BRIEF: Note each line of the entries that includes "AnalysisParams". Then copy those lines.

DATA PROVIDED:
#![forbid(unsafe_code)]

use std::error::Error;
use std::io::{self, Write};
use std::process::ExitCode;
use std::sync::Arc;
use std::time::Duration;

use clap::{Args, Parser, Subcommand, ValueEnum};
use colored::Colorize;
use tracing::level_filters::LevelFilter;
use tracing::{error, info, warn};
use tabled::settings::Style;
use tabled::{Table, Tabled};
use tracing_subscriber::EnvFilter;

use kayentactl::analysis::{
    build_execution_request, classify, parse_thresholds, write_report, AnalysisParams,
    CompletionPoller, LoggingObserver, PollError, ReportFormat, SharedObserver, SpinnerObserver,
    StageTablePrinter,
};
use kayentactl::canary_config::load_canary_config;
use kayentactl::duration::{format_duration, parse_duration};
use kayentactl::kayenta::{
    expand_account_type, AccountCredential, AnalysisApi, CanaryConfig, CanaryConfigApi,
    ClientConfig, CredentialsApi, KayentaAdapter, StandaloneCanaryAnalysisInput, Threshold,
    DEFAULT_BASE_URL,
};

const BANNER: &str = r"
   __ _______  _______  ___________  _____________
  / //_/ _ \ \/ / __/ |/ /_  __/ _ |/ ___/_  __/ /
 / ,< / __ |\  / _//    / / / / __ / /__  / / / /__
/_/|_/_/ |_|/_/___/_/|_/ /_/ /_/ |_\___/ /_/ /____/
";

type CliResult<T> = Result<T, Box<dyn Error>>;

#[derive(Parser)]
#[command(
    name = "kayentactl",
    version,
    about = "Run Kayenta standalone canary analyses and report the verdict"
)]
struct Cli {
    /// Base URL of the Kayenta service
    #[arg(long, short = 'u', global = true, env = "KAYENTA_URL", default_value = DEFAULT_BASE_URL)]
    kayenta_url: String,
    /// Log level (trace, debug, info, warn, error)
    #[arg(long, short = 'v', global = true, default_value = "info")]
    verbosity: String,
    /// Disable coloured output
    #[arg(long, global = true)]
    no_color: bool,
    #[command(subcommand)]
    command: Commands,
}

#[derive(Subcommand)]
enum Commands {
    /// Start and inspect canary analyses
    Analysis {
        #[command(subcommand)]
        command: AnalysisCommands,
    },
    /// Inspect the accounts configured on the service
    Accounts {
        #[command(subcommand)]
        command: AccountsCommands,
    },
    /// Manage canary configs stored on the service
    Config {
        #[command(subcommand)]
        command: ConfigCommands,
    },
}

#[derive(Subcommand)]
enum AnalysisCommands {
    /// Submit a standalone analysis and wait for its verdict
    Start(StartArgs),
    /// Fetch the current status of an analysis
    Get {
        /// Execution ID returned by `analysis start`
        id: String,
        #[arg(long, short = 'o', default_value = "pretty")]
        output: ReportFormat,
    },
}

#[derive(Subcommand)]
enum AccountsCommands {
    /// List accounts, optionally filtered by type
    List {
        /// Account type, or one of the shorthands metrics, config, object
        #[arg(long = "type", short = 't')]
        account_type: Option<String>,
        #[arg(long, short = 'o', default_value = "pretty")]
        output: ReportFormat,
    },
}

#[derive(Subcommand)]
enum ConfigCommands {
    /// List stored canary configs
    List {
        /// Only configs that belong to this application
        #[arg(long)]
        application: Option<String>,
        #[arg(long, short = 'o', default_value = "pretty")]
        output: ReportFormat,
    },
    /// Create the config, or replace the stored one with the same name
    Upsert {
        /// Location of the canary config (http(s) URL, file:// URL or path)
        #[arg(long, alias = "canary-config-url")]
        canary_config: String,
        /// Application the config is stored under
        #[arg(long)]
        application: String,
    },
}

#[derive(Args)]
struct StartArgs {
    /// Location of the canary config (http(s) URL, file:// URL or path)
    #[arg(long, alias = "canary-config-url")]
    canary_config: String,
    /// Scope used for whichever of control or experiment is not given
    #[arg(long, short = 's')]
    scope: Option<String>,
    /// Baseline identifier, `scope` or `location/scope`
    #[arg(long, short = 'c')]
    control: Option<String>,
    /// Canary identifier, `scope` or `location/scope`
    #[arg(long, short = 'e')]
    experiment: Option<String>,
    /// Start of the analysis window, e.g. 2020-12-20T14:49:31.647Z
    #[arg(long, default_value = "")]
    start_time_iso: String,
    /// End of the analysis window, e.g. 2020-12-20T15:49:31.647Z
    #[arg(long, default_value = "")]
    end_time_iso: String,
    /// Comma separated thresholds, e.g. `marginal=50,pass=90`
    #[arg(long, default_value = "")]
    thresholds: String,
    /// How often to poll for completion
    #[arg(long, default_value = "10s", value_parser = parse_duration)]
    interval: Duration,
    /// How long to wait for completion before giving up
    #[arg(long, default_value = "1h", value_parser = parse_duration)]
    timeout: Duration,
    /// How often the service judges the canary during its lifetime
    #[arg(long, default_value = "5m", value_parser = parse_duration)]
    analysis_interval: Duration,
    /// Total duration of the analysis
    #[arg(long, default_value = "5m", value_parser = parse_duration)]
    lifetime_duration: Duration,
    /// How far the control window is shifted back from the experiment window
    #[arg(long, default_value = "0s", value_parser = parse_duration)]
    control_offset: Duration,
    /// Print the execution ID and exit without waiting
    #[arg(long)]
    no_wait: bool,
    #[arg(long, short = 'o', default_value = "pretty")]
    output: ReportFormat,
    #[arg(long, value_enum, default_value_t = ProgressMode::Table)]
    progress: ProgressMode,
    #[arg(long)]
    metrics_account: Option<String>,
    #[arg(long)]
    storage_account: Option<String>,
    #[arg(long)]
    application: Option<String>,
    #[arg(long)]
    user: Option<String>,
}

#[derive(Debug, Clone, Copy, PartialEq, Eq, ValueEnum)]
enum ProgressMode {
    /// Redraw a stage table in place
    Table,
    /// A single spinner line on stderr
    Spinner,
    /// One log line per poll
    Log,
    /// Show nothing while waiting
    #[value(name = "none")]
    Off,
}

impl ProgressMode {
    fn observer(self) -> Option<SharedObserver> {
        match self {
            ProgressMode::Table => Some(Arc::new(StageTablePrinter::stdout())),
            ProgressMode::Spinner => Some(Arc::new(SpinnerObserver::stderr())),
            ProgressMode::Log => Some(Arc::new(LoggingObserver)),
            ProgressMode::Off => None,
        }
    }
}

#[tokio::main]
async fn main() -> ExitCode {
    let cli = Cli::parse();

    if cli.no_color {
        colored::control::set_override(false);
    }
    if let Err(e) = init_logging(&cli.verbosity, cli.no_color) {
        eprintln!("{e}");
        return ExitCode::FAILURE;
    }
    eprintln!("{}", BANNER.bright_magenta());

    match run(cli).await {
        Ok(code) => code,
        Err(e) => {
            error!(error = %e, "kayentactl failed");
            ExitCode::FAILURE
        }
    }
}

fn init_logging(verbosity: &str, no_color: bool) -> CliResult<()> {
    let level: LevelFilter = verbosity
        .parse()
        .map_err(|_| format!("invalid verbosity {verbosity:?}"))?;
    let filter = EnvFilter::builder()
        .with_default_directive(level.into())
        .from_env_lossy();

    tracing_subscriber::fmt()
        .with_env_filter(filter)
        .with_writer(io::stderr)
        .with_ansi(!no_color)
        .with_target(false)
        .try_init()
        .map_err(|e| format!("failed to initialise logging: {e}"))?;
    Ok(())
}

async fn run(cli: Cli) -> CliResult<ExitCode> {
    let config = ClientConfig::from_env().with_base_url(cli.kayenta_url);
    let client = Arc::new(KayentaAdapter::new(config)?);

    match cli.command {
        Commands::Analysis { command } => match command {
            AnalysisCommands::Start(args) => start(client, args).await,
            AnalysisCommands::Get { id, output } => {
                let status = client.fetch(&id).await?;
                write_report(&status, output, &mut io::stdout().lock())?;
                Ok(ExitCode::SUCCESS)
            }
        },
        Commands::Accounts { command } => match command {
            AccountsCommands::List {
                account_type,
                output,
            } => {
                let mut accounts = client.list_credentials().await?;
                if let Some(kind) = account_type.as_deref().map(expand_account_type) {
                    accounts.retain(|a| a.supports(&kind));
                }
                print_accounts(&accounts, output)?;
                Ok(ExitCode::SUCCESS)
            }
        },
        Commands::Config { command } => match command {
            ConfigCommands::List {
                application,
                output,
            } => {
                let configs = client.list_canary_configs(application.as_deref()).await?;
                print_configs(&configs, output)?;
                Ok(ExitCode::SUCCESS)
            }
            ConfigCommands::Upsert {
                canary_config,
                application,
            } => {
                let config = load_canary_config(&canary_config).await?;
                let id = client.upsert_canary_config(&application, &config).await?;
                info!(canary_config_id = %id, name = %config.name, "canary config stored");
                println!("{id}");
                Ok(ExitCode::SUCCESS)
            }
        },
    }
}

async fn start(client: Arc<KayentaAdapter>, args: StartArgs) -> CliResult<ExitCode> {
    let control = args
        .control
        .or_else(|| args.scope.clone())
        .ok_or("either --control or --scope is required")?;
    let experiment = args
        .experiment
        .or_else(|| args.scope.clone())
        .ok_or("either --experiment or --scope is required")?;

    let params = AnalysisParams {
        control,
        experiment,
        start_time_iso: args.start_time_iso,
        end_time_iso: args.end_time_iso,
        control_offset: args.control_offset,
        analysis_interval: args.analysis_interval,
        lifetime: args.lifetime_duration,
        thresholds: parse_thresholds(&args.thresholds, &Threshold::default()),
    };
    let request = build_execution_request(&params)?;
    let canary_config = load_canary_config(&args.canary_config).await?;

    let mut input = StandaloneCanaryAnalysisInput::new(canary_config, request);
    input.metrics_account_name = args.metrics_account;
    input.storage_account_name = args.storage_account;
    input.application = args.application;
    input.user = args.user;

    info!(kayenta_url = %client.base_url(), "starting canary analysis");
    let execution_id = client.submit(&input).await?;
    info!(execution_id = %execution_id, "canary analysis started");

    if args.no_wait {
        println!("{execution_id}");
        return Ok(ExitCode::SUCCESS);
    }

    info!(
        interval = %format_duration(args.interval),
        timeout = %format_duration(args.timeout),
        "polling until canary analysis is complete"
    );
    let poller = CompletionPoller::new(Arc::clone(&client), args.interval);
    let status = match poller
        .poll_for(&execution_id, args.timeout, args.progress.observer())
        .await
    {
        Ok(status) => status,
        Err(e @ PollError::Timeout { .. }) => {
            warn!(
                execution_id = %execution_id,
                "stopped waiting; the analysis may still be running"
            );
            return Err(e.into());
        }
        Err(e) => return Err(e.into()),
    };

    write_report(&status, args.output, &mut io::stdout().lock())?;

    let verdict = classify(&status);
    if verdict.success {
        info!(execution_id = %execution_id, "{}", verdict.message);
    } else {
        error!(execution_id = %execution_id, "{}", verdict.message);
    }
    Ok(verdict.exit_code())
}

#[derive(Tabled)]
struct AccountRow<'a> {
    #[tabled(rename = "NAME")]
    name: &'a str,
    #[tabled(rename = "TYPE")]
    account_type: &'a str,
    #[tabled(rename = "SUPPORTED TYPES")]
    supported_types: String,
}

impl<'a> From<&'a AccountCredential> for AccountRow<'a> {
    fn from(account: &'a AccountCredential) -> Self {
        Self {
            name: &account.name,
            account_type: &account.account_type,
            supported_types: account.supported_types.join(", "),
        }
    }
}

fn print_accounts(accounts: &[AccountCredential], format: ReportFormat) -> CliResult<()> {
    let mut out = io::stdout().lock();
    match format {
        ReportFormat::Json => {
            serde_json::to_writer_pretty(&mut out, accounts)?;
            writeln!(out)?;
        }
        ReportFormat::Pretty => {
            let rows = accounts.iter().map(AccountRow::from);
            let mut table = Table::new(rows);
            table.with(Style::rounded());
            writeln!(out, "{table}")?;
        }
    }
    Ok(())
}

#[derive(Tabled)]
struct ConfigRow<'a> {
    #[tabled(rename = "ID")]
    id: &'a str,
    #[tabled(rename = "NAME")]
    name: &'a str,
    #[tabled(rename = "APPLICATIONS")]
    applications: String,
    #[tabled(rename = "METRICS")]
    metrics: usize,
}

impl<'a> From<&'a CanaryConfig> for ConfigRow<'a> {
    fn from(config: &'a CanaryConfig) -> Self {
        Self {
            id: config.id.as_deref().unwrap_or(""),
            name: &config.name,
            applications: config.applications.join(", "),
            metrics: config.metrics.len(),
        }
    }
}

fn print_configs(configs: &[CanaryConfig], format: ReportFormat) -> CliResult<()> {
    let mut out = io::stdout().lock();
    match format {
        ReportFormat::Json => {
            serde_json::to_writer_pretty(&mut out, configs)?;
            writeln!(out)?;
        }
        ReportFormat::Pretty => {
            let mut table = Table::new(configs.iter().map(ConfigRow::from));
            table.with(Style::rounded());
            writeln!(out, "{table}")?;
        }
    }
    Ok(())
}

RESPONSE BOX:
    build_execution_request, classify, parse_thresholds, write_report, AnalysisParams,
    let params = AnalysisParams {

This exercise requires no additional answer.